Friday, January 27, 2017

Reinforcement Learning and Language Support

What is the right way to specify a program that learns from experience? Existing general-purpose programming languages are designed to facilitate the specification of any piece of software. So we can just use these programming languages for reinforcement learning, right? Sort of.

Abstractions matter

An analogy with high performance serving might be helpful. An early influential page on high performance serving (the C10K problem by Dan Kegel) outlines several I/O strategies. I've tried many of them. One strategy is event-driven programming, where a core event loop monitors file descriptors for events, and then dispatches handlers. This style yields high performance servers, but is difficult to program and sensitive to programmer error. In addition to fault isolation issues (if all event are running in the same address space), this style is sensitive to whenever any event handler takes too long to execute (e.g., hidden blocking I/O calls, computationally intensive operations, etc.). In contrast, thread-based programming allowed you to pretend that you were the only handler running. It was less computationally efficient and still had fault isolation issues, but it was easier to reason about. (Subsequently, I started getting into Erlang because it essentially tried to bake user-space threading with fault isolation into the language, which was even better.)
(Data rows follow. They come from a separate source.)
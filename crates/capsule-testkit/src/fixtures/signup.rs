//! Signup form whose submit message re-issues itself
//!
//! Submitting answers `Submit(user)` with `Cmd::deliver(Submit(user))`. Run
//! bare, the form therefore keeps submitting forever; wrapped in an emitter
//! that routes `Submit`, the routed step drops that command and the user is
//! emitted exactly once.

use capsule_core::{Cmd, Html, Program, Sub};

/// Id of the name input.
pub const NAME: &str = "name";
/// Id of the age input.
pub const AGE: &str = "age";
/// Id of the submit button.
pub const SUBMIT: &str = "submit";

/// A registered user.
#[derive(Debug, Clone, PartialEq, Eq, PartialOrd, Ord, Hash)]
pub struct User {
    /// Display name
    pub name: String,
    /// Age in years
    pub age: u32,
}

/// Form state.
#[derive(Debug, Clone, Default, PartialEq, Eq)]
pub struct Form {
    /// Raw name field
    pub name: String,
    /// Raw age field
    pub age: String,
}

impl Form {
    /// The user this form currently describes. Unparsable ages count as zero.
    pub fn user(&self) -> User {
        User {
            name: self.name.trim().to_string(),
            age: self.age.trim().parse().unwrap_or(0),
        }
    }
}

/// Form messages.
#[derive(Debug, Clone, PartialEq, Eq)]
pub enum FormMsg {
    /// Name field changed
    Name(String),
    /// Age field changed
    Age(String),
    /// Submit the given user
    Submit(User),
}

/// Router selecting submitted users.
pub fn submitted(msg: &FormMsg) -> Option<User> {
    match msg {
        FormMsg::Submit(user) => Some(user.clone()),
        _ => None,
    }
}

/// Empty signup form.
pub fn program() -> Program<(), Form, FormMsg> {
    Program::element(
        |()| (Form::default(), Cmd::none()),
        |msg, form| match msg {
            FormMsg::Name(name) => (Form { name, ..form }, Cmd::none()),
            FormMsg::Age(age) => (Form { age, ..form }, Cmd::none()),
            FormMsg::Submit(user) => (form, Cmd::deliver(FormMsg::Submit(user))),
        },
        view,
        |_| Sub::none(),
    )
}

fn view(form: &Form) -> Html<FormMsg> {
    Html::element("form")
        .child(
            Html::element("input")
                .id(NAME)
                .attr("value", form.name.clone())
                .on_input(FormMsg::Name),
        )
        .child(
            Html::element("input")
                .id(AGE)
                .attr("value", form.age.clone())
                .on_input(FormMsg::Age),
        )
        .child(
            Html::element("button")
                .id(SUBMIT)
                .on_click(FormMsg::Submit(form.user()))
                .child(Html::text("Sign up")),
        )
        .into()
}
I don't know what the state-of-the-art is in high performance serving now, I'm a bit out of that game. The main point is that all programming languages are not created equal, in that they create different cognitive burdens on the programmer and different computational burdens at runtime. I could use an existing language (at that time, C++) in one of two ways (cooperative scheduling vs. pre-emptive scheduling), or I could use a different language (Erlang) that was designed to mitigate the tradeoff.

Imperative specification with automatic credit assignment

As previously stated, the difference between the programs we'd like to specify now, versus the ones specified in the past, is that we want our programs to be able to learn from experience. As with high-performance serving, we'd like to balance the cognitive burden on the programmer with the computational burden imposed at runtime (also, possibly, the statistical burden imposed at runtime; computational burdens correspond to resources such as time or space, whereas the statistical burden corresponds to data resources).
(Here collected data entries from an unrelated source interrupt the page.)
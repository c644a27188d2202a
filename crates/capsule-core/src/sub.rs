//! Subscriptions
//!
//! A [`Sub`] declares which external event sources a program currently
//! listens to. Programs recompute their subscriptions from the model after
//! every update; the host loop consults the latest declaration when an event
//! source fires.

use serde::{Deserialize, Serialize};
use std::fmt;
use std::rc::Rc;
use std::time::Duration;

/// External event source a subscription listens to.
#[derive(Debug, Clone, PartialEq, Eq, Hash, Serialize, Deserialize)]
pub enum SubSource {
    /// Periodic timer firing every `interval` of host time
    Every(Duration),
    /// Named inbound port fed by the embedding application
    Port(String),
}

/// Payload of a fired event source.
#[derive(Debug, Clone, PartialEq, Eq, Serialize, Deserialize)]
pub enum SubEvent {
    /// A periodic timer fired; `now` is the host clock at firing time
    Tick {
        /// Host time since the loop started
        now: Duration,
    },
    /// A value was pushed into a port
    Port(String),
}

type Tagger<Msg> = Rc<dyn Fn(SubEvent) -> Msg>;

/// One source together with the function turning its events into messages.
pub struct Subscription<Msg> {
    source: SubSource,
    tagger: Tagger<Msg>,
}

impl<Msg> Clone for Subscription<Msg> {
    fn clone(&self) -> Self {
        Self {
            source: self.source.clone(),
            tagger: Rc::clone(&self.tagger),
        }
    }
}

impl<Msg> Subscription<Msg> {
    /// The source this subscription listens to.
    pub fn source(&self) -> &SubSource {
        &self.source
    }
}

/// A set of subscriptions producing messages of type `Msg`.
pub struct Sub<Msg> {
    entries: Vec<Subscription<Msg>>,
}

impl<Msg> Clone for Sub<Msg> {
    fn clone(&self) -> Self {
        Self {
            entries: self.entries.clone(),
        }
    }
}

impl<Msg: 'static> Sub<Msg> {
    /// Listen to nothing.
    pub fn none() -> Self {
        Self {
            entries: Vec::new(),
        }
    }

    /// Fire `tagger` every `interval` of host time.
    pub fn every(interval: Duration, tagger: impl Fn(Duration) -> Msg + 'static) -> Self {
        Self::single(SubSource::Every(interval), move |event| match event {
            SubEvent::Tick { now } => tagger(now),
            SubEvent::Port(_) => tagger(Duration::ZERO),
        })
    }

    /// Fire `tagger` whenever a value is pushed into port `name`.
    pub fn port(name: impl Into<String>, tagger: impl Fn(String) -> Msg + 'static) -> Self {
        Self::single(SubSource::Port(name.into()), move |event| match event {
            SubEvent::Port(value) => tagger(value),
            SubEvent::Tick { now } => tagger(now.as_millis().to_string()),
        })
    }

    fn single(source: SubSource, tagger: impl Fn(SubEvent) -> Msg + 'static) -> Self {
        Self {
            entries: vec![Subscription {
                source,
                tagger: Rc::new(tagger),
            }],
        }
    }

    /// Listen to every source of every subscription in `subs`.
    pub fn batch(subs: impl IntoIterator<Item = Sub<Msg>>) -> Self {
        Self {
            entries: subs.into_iter().flat_map(|sub| sub.entries).collect(),
        }
    }

    /// Convert every message these subscriptions will produce.
    pub fn map<B: 'static>(self, f: impl Fn(Msg) -> B + 'static) -> Sub<B> {
        let f = Rc::new(f);
        Sub {
            entries: self
                .entries
                .into_iter()
                .map(|entry| {
                    let f = Rc::clone(&f);
                    let tagger = entry.tagger;
                    Subscription {
                        source: entry.source,
                        tagger: Rc::new(move |event| f(tagger(event))) as Tagger<B>,
                    }
                })
                .collect(),
        }
    }

    /// Whether no source is listened to.
    pub fn is_empty(&self) -> bool {
        self.entries.is_empty()
    }

    /// Number of subscriptions.
    pub fn len(&self) -> usize {
        self.entries.len()
    }

    /// Distinct sources, in declaration order.
    pub fn sources(&self) -> Vec<SubSource> {
        let mut sources: Vec<SubSource> = Vec::with_capacity(self.entries.len());
        for entry in &self.entries {
            if !sources.contains(&entry.source) {
                sources.push(entry.source.clone());
            }
        }
        sources
    }

    /// Messages produced by every subscription listening to `source`.
    pub fn fire(&self, source: &SubSource, event: &SubEvent) -> Vec<Msg> {
        self.entries
            .iter()
            .filter(|entry| &entry.source == source)
            .map(|entry| (entry.tagger)(event.clone()))
            .collect()
    }
}

impl<Msg: 'static> Default for Sub<Msg> {
    fn default() -> Self {
        Self::none()
    }
}

impl<Msg> fmt::Debug for Sub<Msg> {
    fn fmt(&self, f: &mut fmt::Formatter<'_>) -> fmt::Result {
        f.debug_list()
            .entries(self.entries.iter().map(|entry| &entry.source))
            .finish()
    }
}

#[cfg(test)]
mod tests {
    use super::*;

    #[derive(Debug, Clone, PartialEq)]
    enum Msg {
        Tick(Duration),
        Line(String),
    }

    #[test]
    fn fire_selects_matching_source() {
        let second = Duration::from_secs(1);
        let sub = Sub::batch([Sub::every(second, Msg::Tick), Sub::port("stdin", Msg::Line)]);

        let ticks = sub.fire(&SubSource::Every(second), &SubEvent::Tick { now: second });
        assert_eq!(ticks, vec![Msg::Tick(second)]);

        let lines = sub.fire(
            &SubSource::Port("stdin".into()),
            &SubEvent::Port("hello".into()),
        );
        assert_eq!(lines, vec![Msg::Line("hello".into())]);

        assert!(sub
            .fire(&SubSource::Port("other".into()), &SubEvent::Port("x".into()))
            .is_empty());
    }

    #[test]
    fn map_wraps_tagged_messages() {
        let sub = Sub::port("names", Msg::Line).map(|msg| vec![msg]);
        let out = sub.fire(&SubSource::Port("names".into()), &SubEvent::Port("Al".into()));
        assert_eq!(out, vec![vec![Msg::Line("Al".into())]]);
    }

    #[test]
    fn sources_are_deduplicated() {
        let sub = Sub::batch([
            Sub::port("a", Msg::Line),
            Sub::port("a", Msg::Line),
            Sub::every(Duration::from_millis(10), Msg::Tick),
        ]);
        assert_eq!(sub.len(), 3);
        assert_eq!(
            sub.sources(),
            vec![
                SubSource::Port("a".into()),
                SubSource::Every(Duration::from_millis(10))
            ]
        );
    }

    #[test]
    fn none_is_empty() {
        let sub: Sub<Msg> = Sub::none();
        assert!(sub.is_empty());
        assert!(sub.sources().is_empty());
    }
}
Within the current “AI summer”, one idea that become popular is automatic differentiation. Full AD means that essentially any language construct can be used to define a function, and the computation to compute the gradient of the function with respect to the input is provided “for free.” A language equipped with AD which is computing a (sub-)differentiable function can learn from experience in the sense of moving closer to a local optimum of a loss function. Deep learning toolkits implement AD to various degrees, with some frameworks (e.g., Chainer) aggressively pursuing the idea of allowing arbitrary language constructs when specifying the forward computation.

The ability to use arbitrary language constructs becomes increasingly important as inference becomes more complicated. Simple inference (e.g., classification or ranking) is easy to reason about but beyond that it quickly becomes a major source of defects to 1) specify how the output of a machine learning model is used to synthesize a complete system and 2) specify how the data obtained from running that complete system is used to update the model.
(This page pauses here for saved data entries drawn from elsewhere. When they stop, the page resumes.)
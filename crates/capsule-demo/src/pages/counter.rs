//! Counter page
//!
//! "+ later" schedules an increment and shows how many are still in flight.
//! After a remount the new instance starts with nothing pending, and the old
//! instance's increments are dropped when they land.

use capsule_core::{Cmd, Html, Program, Sub};
use std::time::Duration;

/// How long "+ later" waits before incrementing.
pub const LATER_DELAY: Duration = Duration::from_millis(1500);

/// Counter state.
#[derive(Debug, Clone, Default, PartialEq, Eq)]
pub struct Counter {
    /// Current value
    pub count: i64,
    /// Delayed increments not yet landed
    pub pending: u32,
}

/// Counter messages.
#[derive(Debug, Clone)]
pub enum Msg {
    /// Add one
    Increment,
    /// Subtract one
    Decrement,
    /// Schedule [`Msg::Landed`] after [`LATER_DELAY`]
    IncrementLater,
    /// A delayed increment arrived
    Landed,
}

/// Counter starting at the flags value.
pub fn program() -> Program<i64, Counter, Msg> {
    Program::element(
        |count| (Counter { count, pending: 0 }, Cmd::none()),
        update,
        view,
        |_| Sub::none(),
    )
}

fn update(msg: Msg, counter: Counter) -> (Counter, Cmd<Msg>) {
    let Counter { count, pending } = counter;
    match msg {
        Msg::Increment => (Counter { count: count + 1, pending }, Cmd::none()),
        Msg::Decrement => (Counter { count: count - 1, pending }, Cmd::none()),
        Msg::IncrementLater => (
            Counter {
                count,
                pending: pending + 1,
            },
            Cmd::after(LATER_DELAY, Msg::Landed),
        ),
        Msg::Landed => (
            Counter {
                count: count + 1,
                pending: pending.saturating_sub(1),
            },
            Cmd::none(),
        ),
    }
}

fn view(counter: &Counter) -> Html<Msg> {
    let mut root = Html::element("div")
        .attr("class", "counter")
        .child(
            Html::element("button")
                .id("dec")
                .on_click(Msg::Decrement)
                .child(Html::text("-")),
        )
        .child(Html::element("output").child(Html::text(counter.count.to_string())))
        .child(
            Html::element("button")
                .id("inc")
                .on_click(Msg::Increment)
                .child(Html::text("+")),
        )
        .child(
            Html::element("button")
                .id("later")
                .on_click(Msg::IncrementLater)
                .child(Html::text("+ later")),
        );
    if counter.pending > 0 {
        root = root.child(
            Html::element("span")
                .id("pending")
                .child(Html::text(format!("{} pending", counter.pending))),
        );
    }
    root.into()
}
The problem is clearly visible in the field of structured prediction. “Structured prediction”, of course, is a somewhat ridiculous term analogous to the term “nonlinear systems analysis”; in both cases, a simpler version of the problem was solved initially (classification and linear systems analysis, respectively) and then an umbrella term was created for everything else. Nonetheless, Hal Daume has a good definition of structured prediction, which is making multiple predictions on a single example and experiencing a joint (in the decisions) loss. (He also has a Haiku version of this definition.)

Because inference in structured prediction is complicated, the ideas of imperative specification and automated credit assignment were essentially reinvented for structured prediction. The technique is outlined in an Arxiv paper by Chang et. al., but fans of Chainer will recognize this as the analog of “define-by-run” for structured prediction. (Note the optimization strategy here is not gradient descent, at least not on the forward computation, but rather something like a policy gradient method which translates to a discrete credit assignment problem over the predictions made by the forward computation.)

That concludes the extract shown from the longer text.